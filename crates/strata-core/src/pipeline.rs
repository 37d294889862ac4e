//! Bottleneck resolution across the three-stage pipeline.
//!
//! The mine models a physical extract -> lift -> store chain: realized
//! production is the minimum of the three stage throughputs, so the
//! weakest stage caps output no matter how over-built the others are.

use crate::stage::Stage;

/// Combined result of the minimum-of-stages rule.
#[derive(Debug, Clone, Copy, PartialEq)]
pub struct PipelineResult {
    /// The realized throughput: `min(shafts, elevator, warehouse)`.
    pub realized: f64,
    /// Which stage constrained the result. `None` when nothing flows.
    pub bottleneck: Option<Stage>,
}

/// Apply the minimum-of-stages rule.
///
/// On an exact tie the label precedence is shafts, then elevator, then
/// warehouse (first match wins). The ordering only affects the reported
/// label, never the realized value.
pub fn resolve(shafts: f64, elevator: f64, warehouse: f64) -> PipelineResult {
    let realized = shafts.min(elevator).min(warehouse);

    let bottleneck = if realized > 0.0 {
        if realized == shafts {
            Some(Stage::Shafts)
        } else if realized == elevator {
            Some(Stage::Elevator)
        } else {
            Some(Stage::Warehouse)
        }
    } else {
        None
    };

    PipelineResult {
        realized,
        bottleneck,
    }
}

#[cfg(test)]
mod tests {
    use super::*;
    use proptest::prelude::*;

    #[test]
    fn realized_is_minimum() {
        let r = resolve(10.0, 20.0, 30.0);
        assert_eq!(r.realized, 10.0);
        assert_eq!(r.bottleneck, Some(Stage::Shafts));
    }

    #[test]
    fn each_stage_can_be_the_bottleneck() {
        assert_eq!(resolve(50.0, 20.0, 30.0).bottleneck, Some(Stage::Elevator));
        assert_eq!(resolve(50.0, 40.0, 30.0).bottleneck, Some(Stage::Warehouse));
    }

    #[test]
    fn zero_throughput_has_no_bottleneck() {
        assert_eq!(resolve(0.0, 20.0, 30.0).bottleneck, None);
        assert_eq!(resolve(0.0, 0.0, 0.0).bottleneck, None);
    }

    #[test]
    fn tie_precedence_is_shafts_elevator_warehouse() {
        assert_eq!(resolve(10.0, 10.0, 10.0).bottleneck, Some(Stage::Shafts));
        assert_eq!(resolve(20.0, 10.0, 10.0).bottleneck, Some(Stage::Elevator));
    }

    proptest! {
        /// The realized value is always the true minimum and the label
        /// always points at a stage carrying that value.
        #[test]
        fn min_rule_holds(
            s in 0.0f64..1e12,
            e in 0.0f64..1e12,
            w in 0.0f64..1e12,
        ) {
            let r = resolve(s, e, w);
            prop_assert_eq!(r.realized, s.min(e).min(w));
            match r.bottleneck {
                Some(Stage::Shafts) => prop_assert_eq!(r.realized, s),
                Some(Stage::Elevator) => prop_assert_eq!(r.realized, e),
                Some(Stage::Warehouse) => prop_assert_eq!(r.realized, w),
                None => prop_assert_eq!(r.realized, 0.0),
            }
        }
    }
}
· · · · ·
§ THE TASK: The required output is a copy of each line in the records where the string "always" occurs.

§ EXERCISE RESPONSE:
        /// The realized value is always the true minimum and the label
        /// always points at a stage carrying that value.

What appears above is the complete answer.